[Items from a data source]
%%

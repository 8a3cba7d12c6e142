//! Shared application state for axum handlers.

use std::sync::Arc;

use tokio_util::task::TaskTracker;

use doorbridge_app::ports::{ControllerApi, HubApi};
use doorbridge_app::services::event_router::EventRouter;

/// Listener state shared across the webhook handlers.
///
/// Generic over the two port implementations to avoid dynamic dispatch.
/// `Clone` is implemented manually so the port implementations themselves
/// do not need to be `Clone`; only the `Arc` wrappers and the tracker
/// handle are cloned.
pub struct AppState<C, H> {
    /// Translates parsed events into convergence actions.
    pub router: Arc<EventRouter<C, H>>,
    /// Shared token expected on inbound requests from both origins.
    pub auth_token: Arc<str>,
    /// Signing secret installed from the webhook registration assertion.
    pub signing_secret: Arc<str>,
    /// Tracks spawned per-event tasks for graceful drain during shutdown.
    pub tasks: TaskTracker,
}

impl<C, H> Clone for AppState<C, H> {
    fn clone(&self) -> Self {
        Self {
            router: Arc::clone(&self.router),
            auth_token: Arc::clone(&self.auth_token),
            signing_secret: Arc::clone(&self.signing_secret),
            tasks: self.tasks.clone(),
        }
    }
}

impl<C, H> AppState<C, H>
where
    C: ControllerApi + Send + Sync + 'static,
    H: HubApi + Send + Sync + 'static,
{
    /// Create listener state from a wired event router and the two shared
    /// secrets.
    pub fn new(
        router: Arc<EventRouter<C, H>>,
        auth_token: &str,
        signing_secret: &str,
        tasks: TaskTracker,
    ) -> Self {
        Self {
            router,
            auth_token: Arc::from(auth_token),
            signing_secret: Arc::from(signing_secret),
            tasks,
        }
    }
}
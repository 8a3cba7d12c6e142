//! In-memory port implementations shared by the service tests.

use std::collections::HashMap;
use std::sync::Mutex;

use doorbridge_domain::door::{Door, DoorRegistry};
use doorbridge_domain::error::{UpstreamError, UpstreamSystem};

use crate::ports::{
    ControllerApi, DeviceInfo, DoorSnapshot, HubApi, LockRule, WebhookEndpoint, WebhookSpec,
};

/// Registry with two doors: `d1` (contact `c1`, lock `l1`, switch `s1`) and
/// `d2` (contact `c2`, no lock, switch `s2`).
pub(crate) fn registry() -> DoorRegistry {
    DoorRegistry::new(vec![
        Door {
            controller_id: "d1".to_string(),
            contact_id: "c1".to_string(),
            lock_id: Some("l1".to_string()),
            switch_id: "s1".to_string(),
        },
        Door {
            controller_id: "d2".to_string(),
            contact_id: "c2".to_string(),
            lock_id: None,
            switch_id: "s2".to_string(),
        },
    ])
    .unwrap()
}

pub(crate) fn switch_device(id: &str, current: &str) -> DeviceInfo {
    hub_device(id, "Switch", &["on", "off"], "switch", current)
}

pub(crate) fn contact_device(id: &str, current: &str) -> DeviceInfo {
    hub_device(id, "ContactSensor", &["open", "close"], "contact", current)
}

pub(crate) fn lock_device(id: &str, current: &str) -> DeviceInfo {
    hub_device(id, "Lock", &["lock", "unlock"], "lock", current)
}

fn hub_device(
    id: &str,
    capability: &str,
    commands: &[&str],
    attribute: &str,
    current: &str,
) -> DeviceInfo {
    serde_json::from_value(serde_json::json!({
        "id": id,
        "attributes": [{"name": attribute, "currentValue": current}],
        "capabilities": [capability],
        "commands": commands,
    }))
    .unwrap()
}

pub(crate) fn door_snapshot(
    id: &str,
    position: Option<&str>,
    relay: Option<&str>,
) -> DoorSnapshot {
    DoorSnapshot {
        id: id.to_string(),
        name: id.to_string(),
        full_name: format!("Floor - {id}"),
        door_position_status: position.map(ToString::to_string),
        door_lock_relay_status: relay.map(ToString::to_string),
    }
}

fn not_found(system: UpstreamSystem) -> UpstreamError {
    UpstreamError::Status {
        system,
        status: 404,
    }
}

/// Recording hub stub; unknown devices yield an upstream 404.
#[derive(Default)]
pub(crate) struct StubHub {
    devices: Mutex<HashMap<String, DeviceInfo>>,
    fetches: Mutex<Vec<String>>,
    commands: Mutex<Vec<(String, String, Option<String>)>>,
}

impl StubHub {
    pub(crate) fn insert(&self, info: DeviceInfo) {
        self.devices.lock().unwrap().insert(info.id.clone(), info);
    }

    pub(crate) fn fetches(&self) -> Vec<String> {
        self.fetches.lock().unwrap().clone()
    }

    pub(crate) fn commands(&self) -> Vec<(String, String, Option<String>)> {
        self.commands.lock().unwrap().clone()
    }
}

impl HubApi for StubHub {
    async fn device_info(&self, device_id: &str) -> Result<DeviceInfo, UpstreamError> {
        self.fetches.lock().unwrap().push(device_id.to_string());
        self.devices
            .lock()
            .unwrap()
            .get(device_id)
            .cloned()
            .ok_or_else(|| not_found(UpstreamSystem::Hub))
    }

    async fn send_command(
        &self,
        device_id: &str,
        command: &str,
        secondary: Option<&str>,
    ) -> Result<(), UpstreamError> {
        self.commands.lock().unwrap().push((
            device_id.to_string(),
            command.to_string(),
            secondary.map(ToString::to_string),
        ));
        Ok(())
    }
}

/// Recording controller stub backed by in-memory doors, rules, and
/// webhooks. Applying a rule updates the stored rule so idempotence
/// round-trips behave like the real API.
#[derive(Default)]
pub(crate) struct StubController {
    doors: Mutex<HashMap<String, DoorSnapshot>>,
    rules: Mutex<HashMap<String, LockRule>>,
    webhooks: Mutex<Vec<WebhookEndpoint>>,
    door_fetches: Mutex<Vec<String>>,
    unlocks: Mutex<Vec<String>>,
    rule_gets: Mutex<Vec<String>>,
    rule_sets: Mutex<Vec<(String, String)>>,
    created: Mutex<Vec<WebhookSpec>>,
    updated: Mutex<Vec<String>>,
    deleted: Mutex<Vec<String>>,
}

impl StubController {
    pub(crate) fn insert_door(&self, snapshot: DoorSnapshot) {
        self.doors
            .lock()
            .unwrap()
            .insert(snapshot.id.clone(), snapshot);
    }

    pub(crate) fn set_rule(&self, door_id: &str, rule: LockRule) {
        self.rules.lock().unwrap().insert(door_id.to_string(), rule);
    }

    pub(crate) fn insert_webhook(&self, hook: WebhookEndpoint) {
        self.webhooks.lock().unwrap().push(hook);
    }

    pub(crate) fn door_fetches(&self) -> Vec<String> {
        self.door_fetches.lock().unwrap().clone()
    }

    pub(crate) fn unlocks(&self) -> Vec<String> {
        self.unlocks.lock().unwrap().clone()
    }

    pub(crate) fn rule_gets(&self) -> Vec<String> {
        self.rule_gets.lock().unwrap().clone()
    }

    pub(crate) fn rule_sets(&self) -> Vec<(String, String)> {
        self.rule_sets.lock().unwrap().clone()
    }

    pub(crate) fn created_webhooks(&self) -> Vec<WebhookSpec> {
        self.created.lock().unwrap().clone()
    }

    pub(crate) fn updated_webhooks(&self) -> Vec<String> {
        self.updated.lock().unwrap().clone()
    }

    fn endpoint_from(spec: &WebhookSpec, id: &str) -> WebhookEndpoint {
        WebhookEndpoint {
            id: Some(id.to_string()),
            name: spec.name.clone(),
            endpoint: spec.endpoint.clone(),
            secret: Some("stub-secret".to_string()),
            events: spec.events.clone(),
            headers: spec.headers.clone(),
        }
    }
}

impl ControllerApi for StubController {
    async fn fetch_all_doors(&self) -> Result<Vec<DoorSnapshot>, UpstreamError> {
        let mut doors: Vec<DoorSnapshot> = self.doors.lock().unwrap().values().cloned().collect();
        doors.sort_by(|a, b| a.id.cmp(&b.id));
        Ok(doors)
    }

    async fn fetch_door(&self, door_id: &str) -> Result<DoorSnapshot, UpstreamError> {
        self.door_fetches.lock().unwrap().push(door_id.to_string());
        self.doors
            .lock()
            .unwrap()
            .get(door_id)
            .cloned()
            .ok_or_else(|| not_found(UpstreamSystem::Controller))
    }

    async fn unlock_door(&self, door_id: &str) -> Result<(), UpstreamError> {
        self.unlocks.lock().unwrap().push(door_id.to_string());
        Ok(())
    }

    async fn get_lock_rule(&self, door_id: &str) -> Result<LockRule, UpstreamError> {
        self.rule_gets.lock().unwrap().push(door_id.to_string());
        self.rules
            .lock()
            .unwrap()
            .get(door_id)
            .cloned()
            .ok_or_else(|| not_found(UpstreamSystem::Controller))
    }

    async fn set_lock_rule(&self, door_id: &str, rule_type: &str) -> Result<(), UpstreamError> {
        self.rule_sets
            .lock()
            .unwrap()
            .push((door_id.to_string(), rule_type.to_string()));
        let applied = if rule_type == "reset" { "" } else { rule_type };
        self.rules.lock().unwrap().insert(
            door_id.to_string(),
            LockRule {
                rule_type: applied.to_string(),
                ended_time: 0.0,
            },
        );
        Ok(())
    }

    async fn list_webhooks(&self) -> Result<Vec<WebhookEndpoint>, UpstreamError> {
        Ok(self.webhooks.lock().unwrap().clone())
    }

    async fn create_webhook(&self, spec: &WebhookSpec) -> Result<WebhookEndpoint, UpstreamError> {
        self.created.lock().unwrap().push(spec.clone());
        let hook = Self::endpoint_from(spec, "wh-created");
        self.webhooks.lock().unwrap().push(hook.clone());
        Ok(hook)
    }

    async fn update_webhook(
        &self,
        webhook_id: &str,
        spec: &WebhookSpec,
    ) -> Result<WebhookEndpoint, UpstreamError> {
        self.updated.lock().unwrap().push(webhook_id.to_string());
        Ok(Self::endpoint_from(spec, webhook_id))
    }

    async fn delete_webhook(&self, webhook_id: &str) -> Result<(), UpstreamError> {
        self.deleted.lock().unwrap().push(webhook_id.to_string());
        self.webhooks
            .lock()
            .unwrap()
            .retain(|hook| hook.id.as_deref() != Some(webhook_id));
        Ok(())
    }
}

%%

### WHAT THE EXERCISE ASKS:
A single number is required: the count of lines in the data above that include the string "DoorRegistry".

### WORKED SOLUTION:
3